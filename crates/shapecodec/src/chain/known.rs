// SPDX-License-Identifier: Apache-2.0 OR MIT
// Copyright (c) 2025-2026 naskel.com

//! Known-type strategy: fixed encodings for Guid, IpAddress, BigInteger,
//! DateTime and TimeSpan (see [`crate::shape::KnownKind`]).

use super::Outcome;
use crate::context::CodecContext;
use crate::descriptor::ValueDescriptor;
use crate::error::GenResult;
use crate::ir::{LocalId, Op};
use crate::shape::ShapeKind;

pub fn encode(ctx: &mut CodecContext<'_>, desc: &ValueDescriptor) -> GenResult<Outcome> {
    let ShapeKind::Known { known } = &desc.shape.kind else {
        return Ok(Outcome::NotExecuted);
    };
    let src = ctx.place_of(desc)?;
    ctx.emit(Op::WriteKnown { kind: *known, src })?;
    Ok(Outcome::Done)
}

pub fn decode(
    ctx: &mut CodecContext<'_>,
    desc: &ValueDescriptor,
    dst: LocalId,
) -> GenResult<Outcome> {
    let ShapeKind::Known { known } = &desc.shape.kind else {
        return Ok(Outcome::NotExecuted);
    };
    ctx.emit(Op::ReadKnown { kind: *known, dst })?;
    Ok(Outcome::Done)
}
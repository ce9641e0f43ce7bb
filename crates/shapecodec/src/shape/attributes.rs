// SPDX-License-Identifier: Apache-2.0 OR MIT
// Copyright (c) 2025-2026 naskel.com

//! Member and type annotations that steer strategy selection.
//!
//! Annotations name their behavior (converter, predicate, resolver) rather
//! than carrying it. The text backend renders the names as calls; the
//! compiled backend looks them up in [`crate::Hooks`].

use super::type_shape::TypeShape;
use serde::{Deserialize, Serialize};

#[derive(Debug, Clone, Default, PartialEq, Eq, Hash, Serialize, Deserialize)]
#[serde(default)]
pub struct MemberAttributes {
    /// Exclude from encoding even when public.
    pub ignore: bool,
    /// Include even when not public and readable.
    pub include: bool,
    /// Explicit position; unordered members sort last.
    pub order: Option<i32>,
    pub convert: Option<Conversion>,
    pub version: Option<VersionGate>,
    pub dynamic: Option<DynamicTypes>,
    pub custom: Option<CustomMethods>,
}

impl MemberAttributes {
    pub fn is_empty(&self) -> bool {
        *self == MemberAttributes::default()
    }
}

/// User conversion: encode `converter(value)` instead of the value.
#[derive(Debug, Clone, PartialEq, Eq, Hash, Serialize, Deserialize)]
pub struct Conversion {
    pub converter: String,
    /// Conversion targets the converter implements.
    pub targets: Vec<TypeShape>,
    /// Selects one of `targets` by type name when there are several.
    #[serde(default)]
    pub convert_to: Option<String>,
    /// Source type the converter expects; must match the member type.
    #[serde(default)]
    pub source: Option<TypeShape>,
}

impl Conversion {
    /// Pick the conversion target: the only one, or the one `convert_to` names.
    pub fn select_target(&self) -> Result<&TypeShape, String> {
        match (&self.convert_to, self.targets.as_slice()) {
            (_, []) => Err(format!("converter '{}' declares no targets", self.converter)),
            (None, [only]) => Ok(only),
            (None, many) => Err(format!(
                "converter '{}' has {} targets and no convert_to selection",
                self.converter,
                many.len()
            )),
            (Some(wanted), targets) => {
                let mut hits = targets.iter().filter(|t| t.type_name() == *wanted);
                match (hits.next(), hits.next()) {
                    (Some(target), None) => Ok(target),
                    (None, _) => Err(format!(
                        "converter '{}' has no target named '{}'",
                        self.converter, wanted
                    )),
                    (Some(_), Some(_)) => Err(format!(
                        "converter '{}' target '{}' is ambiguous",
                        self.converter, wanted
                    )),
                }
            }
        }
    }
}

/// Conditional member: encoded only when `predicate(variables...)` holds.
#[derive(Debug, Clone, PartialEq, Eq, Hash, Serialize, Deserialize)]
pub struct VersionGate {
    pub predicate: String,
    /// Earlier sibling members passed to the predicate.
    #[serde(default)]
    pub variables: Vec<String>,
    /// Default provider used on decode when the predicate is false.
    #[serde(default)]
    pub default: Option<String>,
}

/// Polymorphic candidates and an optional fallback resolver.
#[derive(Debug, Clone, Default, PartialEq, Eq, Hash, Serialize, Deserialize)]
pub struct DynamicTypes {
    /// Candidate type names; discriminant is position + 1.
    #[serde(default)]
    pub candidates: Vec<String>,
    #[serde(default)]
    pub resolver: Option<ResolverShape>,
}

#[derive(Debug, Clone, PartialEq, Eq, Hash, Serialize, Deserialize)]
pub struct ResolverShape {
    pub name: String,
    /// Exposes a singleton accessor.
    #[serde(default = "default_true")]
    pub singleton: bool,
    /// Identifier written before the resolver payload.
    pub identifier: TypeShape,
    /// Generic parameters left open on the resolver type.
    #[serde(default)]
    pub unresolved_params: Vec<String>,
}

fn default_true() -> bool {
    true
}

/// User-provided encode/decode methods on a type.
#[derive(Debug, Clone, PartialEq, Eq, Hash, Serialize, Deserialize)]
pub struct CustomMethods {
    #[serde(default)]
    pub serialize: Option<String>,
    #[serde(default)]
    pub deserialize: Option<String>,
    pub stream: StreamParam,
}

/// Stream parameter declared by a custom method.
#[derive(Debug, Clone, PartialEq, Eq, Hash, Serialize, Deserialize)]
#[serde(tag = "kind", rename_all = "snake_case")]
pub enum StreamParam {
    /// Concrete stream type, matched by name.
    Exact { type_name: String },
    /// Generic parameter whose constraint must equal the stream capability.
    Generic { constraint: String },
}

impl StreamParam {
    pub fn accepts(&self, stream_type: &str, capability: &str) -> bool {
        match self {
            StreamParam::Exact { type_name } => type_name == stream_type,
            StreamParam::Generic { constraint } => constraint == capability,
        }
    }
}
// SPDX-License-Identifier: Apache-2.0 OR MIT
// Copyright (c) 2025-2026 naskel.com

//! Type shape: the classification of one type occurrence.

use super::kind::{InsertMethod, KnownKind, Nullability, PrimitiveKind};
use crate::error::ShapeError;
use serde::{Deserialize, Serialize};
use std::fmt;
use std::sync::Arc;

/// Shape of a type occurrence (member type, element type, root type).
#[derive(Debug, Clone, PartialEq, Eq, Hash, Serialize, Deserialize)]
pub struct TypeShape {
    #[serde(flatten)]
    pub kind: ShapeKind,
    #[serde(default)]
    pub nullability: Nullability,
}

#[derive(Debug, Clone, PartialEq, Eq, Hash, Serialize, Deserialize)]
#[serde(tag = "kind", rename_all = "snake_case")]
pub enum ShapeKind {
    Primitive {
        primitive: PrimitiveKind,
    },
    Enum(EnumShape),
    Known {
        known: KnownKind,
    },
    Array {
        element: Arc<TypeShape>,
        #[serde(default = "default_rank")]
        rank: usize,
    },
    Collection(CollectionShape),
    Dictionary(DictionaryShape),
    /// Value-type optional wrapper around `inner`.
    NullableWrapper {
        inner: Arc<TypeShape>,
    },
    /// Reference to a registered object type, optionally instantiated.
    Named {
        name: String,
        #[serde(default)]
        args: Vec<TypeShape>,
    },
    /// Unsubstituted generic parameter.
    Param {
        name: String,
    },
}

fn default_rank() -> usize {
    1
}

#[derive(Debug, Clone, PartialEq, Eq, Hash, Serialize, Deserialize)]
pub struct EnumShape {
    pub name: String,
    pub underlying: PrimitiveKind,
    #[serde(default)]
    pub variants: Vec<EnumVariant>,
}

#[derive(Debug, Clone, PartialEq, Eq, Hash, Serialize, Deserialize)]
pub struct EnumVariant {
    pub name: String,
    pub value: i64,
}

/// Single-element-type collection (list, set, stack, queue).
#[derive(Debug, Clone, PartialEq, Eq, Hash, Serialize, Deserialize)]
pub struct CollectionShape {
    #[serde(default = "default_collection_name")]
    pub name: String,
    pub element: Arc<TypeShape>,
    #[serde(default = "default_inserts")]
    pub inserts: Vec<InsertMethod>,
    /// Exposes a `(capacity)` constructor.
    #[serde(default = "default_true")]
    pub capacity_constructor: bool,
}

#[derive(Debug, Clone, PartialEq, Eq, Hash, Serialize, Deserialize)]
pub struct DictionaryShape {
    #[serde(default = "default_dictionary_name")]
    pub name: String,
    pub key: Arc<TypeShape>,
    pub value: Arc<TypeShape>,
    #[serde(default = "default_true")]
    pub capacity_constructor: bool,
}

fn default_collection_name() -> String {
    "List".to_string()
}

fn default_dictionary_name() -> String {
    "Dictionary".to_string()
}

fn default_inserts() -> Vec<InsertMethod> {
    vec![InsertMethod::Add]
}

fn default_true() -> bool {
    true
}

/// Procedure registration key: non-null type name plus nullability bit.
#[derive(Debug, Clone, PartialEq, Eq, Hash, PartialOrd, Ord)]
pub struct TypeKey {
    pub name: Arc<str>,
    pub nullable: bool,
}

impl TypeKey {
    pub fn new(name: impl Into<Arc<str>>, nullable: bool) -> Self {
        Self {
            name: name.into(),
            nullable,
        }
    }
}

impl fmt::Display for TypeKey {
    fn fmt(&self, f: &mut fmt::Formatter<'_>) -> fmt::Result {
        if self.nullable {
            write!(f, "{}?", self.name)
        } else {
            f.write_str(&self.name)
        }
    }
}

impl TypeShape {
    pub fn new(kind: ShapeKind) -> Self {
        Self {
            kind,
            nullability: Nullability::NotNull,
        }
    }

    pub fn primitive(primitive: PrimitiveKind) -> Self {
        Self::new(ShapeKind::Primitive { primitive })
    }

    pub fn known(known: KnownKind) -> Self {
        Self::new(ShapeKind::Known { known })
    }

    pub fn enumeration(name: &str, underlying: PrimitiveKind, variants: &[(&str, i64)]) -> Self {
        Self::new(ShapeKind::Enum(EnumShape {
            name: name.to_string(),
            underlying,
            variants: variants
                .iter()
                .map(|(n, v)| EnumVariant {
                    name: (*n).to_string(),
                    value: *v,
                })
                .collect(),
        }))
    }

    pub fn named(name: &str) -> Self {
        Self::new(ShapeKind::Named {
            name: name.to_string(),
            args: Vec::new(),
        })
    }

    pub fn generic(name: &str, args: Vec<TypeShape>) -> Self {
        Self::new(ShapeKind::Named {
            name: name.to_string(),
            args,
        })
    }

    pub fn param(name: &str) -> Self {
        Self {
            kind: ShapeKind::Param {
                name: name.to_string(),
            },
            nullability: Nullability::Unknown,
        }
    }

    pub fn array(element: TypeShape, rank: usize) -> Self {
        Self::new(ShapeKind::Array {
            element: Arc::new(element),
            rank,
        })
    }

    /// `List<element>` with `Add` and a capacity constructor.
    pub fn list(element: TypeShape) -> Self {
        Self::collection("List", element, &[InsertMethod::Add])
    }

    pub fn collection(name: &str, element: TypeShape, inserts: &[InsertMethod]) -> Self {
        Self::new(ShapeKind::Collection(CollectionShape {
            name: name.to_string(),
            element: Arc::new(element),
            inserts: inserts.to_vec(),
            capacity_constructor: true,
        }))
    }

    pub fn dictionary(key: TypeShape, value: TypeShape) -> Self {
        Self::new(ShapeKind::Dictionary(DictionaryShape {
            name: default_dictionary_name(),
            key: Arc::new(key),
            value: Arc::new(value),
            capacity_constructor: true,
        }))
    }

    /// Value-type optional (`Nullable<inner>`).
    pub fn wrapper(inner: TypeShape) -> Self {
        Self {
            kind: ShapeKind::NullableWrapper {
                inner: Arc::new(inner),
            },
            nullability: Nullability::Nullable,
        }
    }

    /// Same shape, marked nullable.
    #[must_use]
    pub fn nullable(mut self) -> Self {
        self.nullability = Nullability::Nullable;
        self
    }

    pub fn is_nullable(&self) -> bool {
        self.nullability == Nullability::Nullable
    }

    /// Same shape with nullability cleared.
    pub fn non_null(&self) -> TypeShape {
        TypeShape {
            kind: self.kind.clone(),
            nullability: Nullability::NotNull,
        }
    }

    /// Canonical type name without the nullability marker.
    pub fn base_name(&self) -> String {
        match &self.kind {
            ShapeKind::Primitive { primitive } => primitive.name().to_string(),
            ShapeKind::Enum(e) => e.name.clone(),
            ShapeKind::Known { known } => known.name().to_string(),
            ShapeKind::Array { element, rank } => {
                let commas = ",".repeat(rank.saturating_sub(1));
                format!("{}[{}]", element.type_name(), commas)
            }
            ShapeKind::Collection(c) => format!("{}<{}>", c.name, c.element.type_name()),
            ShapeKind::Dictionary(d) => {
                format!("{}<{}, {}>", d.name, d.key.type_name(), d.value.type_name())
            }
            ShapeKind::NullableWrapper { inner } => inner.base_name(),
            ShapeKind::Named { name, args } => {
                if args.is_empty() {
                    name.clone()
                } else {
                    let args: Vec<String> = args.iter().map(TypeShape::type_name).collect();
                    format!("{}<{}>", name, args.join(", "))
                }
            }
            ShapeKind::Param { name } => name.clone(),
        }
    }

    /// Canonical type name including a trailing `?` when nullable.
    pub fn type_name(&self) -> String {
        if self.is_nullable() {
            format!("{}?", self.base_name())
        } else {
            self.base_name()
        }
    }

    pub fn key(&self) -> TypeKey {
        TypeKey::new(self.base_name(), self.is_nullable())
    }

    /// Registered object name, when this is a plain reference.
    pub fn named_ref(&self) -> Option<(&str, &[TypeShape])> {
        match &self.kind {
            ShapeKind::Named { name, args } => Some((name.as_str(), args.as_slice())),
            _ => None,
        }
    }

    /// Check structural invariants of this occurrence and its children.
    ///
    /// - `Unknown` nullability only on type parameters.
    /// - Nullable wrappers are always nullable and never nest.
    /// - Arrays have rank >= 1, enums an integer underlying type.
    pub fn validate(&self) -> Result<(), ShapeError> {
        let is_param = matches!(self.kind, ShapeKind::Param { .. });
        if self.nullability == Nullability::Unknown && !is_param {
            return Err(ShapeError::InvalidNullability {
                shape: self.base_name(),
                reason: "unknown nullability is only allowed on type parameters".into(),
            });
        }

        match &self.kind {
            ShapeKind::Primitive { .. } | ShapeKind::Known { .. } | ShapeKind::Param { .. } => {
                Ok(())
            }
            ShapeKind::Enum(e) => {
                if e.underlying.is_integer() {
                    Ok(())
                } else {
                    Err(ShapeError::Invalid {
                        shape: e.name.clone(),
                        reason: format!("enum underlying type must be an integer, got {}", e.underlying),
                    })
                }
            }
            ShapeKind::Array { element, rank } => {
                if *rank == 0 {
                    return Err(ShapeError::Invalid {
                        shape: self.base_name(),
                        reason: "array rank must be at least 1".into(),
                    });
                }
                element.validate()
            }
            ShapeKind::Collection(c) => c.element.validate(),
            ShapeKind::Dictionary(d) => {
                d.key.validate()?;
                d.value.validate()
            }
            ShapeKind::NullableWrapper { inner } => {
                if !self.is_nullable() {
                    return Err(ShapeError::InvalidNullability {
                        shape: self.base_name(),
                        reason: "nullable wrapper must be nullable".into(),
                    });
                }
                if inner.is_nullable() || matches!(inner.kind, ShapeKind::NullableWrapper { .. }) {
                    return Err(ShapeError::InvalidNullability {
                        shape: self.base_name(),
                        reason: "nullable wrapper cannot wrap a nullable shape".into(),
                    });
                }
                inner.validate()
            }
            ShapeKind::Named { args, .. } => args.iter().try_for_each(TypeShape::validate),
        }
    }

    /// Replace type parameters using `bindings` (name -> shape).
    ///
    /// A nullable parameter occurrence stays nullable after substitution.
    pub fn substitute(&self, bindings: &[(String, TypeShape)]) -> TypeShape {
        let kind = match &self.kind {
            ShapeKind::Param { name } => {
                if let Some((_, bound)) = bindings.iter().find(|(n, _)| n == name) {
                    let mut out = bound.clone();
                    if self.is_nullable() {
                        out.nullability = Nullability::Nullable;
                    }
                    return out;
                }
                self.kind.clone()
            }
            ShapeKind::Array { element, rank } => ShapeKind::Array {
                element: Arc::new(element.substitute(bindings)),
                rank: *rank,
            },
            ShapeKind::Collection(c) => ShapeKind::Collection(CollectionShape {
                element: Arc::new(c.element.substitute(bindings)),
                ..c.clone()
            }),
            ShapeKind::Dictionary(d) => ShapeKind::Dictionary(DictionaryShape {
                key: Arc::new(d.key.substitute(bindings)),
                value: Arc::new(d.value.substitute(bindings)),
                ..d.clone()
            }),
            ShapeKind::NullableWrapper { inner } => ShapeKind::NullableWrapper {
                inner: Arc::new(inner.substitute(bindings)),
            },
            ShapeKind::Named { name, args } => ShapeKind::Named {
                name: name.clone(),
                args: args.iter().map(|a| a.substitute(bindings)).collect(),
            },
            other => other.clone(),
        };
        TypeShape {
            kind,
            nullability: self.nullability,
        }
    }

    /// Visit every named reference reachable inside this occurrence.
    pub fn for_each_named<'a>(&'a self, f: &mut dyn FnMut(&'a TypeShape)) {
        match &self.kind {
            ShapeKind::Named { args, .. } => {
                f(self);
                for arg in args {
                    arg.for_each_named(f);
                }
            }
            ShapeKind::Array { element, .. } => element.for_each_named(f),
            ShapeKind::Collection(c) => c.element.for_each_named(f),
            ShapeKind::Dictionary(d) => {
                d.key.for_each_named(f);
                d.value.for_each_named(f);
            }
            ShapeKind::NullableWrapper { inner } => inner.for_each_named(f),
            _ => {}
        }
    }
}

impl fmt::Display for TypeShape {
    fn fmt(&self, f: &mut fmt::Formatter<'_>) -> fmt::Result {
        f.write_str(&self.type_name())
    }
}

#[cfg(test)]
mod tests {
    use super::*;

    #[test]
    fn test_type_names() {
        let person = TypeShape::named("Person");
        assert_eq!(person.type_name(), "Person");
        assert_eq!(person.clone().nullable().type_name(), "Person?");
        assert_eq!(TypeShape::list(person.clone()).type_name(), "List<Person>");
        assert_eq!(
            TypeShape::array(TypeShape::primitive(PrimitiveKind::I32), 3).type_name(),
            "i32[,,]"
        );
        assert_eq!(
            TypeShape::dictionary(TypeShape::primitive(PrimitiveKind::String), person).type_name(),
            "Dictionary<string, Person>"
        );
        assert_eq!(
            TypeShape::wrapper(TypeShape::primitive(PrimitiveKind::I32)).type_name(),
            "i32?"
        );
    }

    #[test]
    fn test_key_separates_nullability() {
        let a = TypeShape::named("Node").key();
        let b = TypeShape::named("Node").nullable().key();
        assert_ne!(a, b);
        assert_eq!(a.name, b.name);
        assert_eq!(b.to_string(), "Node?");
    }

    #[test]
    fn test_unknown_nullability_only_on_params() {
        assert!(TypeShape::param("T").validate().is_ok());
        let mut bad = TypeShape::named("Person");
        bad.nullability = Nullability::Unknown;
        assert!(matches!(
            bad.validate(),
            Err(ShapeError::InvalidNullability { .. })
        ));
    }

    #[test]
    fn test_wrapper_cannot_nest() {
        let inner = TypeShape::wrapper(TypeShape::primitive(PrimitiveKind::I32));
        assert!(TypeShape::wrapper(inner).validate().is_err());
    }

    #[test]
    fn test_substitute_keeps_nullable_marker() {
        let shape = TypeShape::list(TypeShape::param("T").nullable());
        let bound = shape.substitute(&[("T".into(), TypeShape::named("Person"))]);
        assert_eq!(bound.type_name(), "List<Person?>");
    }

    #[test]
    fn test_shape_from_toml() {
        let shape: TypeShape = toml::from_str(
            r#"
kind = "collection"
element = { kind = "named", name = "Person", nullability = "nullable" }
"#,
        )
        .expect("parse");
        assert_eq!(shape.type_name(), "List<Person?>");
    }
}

============================================================

Copy the lines of the entries above that mention "occurrence".

//! Type shape: the classification of one type occurrence.
/// Shape of a type occurrence (member type, element type, root type).
    /// Check structural invariants of this occurrence and its children.
    /// A nullable parameter occurrence stays nullable after substitution.
    /// Visit every named reference reachable inside this occurrence.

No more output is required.